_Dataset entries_
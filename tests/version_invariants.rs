//! Versioning Invariant Tests
//!
//! - V1: Exactly one current version per live document at all times
//! - V2: Version numbers are gap-free: after N successful creations the
//!       set of numbers is exactly {1, .., N}
//! - V3: Content round-trips byte-for-byte through encrypt/store/decrypt
//! - V4: Identical content never produces a new version
//! - V5: Concurrent writers never duplicate numbers or current flags

use std::sync::Arc;

use lexvault::access::AllowAllAccess;
use lexvault::audit::StoreAuditRecorder;
use lexvault::blobstore::InMemoryBlobStore;
use lexvault::config::VaultConfig;
use lexvault::crypto::DevCipher;
use lexvault::persistence::{InMemoryPersistence, PersistenceError};
use lexvault::versioning::{
    HistoryQuery, NoLocks, SortOrder, Version, VersionContext, VersionError, VersionStore,
};
use uuid::Uuid;

// =============================================================================
// Test Utilities
// =============================================================================

fn version_store() -> Arc<VersionStore> {
    let store: Arc<InMemoryPersistence> = Arc::new(InMemoryPersistence::new());
    Arc::new(VersionStore::new(
        VaultConfig::default(),
        store.clone(),
        Arc::new(DevCipher::new()),
        Arc::new(InMemoryBlobStore::new()),
        Arc::new(AllowAllAccess::new()),
        Arc::new(StoreAuditRecorder::new(store)),
        Arc::new(NoLocks),
    ))
}

fn full_history(versions: &VersionStore, document_id: Uuid, user_id: Uuid) -> Vec<Version> {
    versions
        .get_version_history(
            document_id,
            &HistoryQuery {
                user_id,
                sort_order: SortOrder::Ascending,
                limit: Some(100),
                offset: 0,
            },
        )
        .unwrap()
        .versions
}

// =============================================================================
// INVARIANT V1: Exactly One Current Version
// =============================================================================

/// V1: After any number of creations, exactly one version is current.
#[test]
fn test_v1_single_current_after_many_creations() {
    let versions = version_store();
    let ctx = VersionContext::new(Uuid::new_v4());

    let (document, _) = versions
        .register_document(Uuid::new_v4(), "Lease agreement", b"draft 1", &ctx)
        .unwrap();

    for i in 2..=10 {
        versions
            .create_version(document.id, format!("draft {i}").as_bytes(), &ctx)
            .unwrap();

        let history = full_history(&versions, document.id, ctx.user_id);
        let current: Vec<_> = history.iter().filter(|v| v.is_current).collect();
        assert_eq!(
            current.len(),
            1,
            "V1 VIOLATION: {} current versions after {} creations",
            current.len(),
            i
        );
        assert_eq!(current[0].version_number, i);
    }
}

/// V1: The document's current pointer always names the current version.
#[test]
fn test_v1_pointer_matches_current_flag() {
    let versions = version_store();
    let ctx = VersionContext::new(Uuid::new_v4());

    let (document, _) = versions
        .register_document(Uuid::new_v4(), "Engagement letter", b"one", &ctx)
        .unwrap();
    versions.create_version(document.id, b"two", &ctx).unwrap();
    let v3 = versions.create_version(document.id, b"three", &ctx).unwrap();

    let document = versions.get_document(document.id, ctx.user_id).unwrap();
    assert_eq!(document.current_version_id, v3.id);

    let fetched = versions.get_version(v3.id, ctx.user_id).unwrap();
    assert!(fetched.is_current);
}

// =============================================================================
// INVARIANT V2: Gap-Free Version Numbers
// =============================================================================

/// V2: N successful creations yield numbers exactly {1, .., N}.
#[test]
fn test_v2_numbers_are_contiguous() {
    let versions = version_store();
    let ctx = VersionContext::new(Uuid::new_v4());

    let (document, _) = versions
        .register_document(Uuid::new_v4(), "Motion to dismiss", b"v1", &ctx)
        .unwrap();
    for i in 2..=7 {
        versions
            .create_version(document.id, format!("v{i}").as_bytes(), &ctx)
            .unwrap();
    }

    let mut numbers: Vec<u64> = full_history(&versions, document.id, ctx.user_id)
        .iter()
        .map(|v| v.version_number)
        .collect();
    numbers.sort_unstable();
    assert_eq!(numbers, (1..=7).collect::<Vec<u64>>());
}

/// V2: A failed creation leaves no gap behind.
#[test]
fn test_v2_failed_creation_leaves_no_gap() {
    let versions = version_store();
    let ctx = VersionContext::new(Uuid::new_v4());

    let (document, _) = versions
        .register_document(Uuid::new_v4(), "Settlement", b"v1", &ctx)
        .unwrap();
    versions.create_version(document.id, b"v2", &ctx).unwrap();

    // Duplicate content fails without writing a row
    assert!(matches!(
        versions.create_version(document.id, b"v2", &ctx),
        Err(VersionError::NoChangesDetected)
    ));

    let v3 = versions.create_version(document.id, b"v3", &ctx).unwrap();
    assert_eq!(v3.version_number, 3);

    let numbers: Vec<u64> = full_history(&versions, document.id, ctx.user_id)
        .iter()
        .map(|v| v.version_number)
        .collect();
    assert_eq!(numbers, vec![1, 2, 3]);
}

// =============================================================================
// INVARIANT V3: Content Round-Trip
// =============================================================================

/// V3: Retrieved content equals what was stored, byte for byte.
#[test]
fn test_v3_round_trip() {
    let versions = version_store();
    let ctx = VersionContext::new(Uuid::new_v4());

    let binary: Vec<u8> = (0..=255u8).cycle().take(4096).collect();
    let (document, v1) = versions
        .register_document(Uuid::new_v4(), "Scanned exhibit", &binary, &ctx)
        .unwrap();

    let retrieved = versions.get_version_content(v1.id, ctx.user_id).unwrap();
    assert_eq!(retrieved, binary);

    // Historical versions keep round-tripping after newer writes
    versions
        .create_version(document.id, b"replacement text", &ctx)
        .unwrap();
    let retrieved = versions.get_version_content(v1.id, ctx.user_id).unwrap();
    assert_eq!(retrieved, binary);
}

/// V3: Ciphertext stored in the blob layer differs from the plaintext.
#[test]
fn test_v3_content_is_encrypted_at_rest() {
    let store: Arc<InMemoryPersistence> = Arc::new(InMemoryPersistence::new());
    let blobs: Arc<InMemoryBlobStore> = Arc::new(InMemoryBlobStore::new());
    let versions = VersionStore::new(
        VaultConfig::default(),
        store.clone(),
        Arc::new(DevCipher::new()),
        blobs.clone(),
        Arc::new(AllowAllAccess::new()),
        Arc::new(StoreAuditRecorder::new(store)),
        Arc::new(NoLocks),
    );

    let ctx = VersionContext::new(Uuid::new_v4());
    let plaintext = b"privileged and confidential attorney work product";
    let (_, v1) = versions
        .register_document(Uuid::new_v4(), "Memo", plaintext, &ctx)
        .unwrap();

    use lexvault::blobstore::BlobStore;
    let stored = blobs.get(&v1.storage_path).unwrap();
    assert_ne!(stored, plaintext.to_vec());
}

// =============================================================================
// INVARIANT V4: Idempotence Guard
// =============================================================================

/// V4: Identical content twice - second call fails, no extra row.
#[test]
fn test_v4_duplicate_content_rejected() {
    let versions = version_store();
    let ctx = VersionContext::new(Uuid::new_v4());

    let (document, _) = versions
        .register_document(Uuid::new_v4(), "NDA", b"mutual nda v1", &ctx)
        .unwrap();

    let first = versions.create_version(document.id, b"mutual nda v2", &ctx);
    assert!(first.is_ok());

    let second = versions.create_version(document.id, b"mutual nda v2", &ctx);
    assert!(matches!(second, Err(VersionError::NoChangesDetected)));

    assert_eq!(full_history(&versions, document.id, ctx.user_id).len(), 2);
}

// =============================================================================
// INVARIANT V5: Concurrent Writers
// =============================================================================

/// V5: Concurrent creations never duplicate numbers or current flags.
/// Lost races surface as conflicts and are retried.
#[test]
fn test_v5_concurrent_creations_stay_consistent() {
    let versions = version_store();
    let ctx = VersionContext::new(Uuid::new_v4());

    let (document, _) = versions
        .register_document(Uuid::new_v4(), "Shared draft", b"base", &ctx)
        .unwrap();
    let document_id = document.id;

    let threads: Vec<_> = (0..8)
        .map(|i| {
            let versions = versions.clone();
            std::thread::spawn(move || {
                let ctx = VersionContext::new(Uuid::new_v4());
                let content = format!("writer {i} contribution");
                loop {
                    match versions.create_version(document_id, content.as_bytes(), &ctx) {
                        Ok(_) => break,
                        Err(VersionError::Persistence(
                            PersistenceError::CurrentVersionConflict { .. },
                        )) => continue,
                        Err(e) => panic!("unexpected error: {e}"),
                    }
                }
            })
        })
        .collect();

    for thread in threads {
        thread.join().unwrap();
    }

    let history = full_history(&versions, document_id, ctx.user_id);
    assert_eq!(history.len(), 9);

    let mut numbers: Vec<u64> = history.iter().map(|v| v.version_number).collect();
    numbers.sort_unstable();
    assert_eq!(numbers, (1..=9).collect::<Vec<u64>>());

    let current_count = history.iter().filter(|v| v.is_current).count();
    assert_eq!(current_count, 1, "V5 VIOLATION: {current_count} current versions");
}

_WHAT IS EXPECTED_
Could you return the lines in the entries above that contain "HistoryQuery"?

_EXPECTED ANSWER_
    HistoryQuery, NoLocks, SortOrder, Version, VersionContext, VersionError, VersionStore,
            &HistoryQuery {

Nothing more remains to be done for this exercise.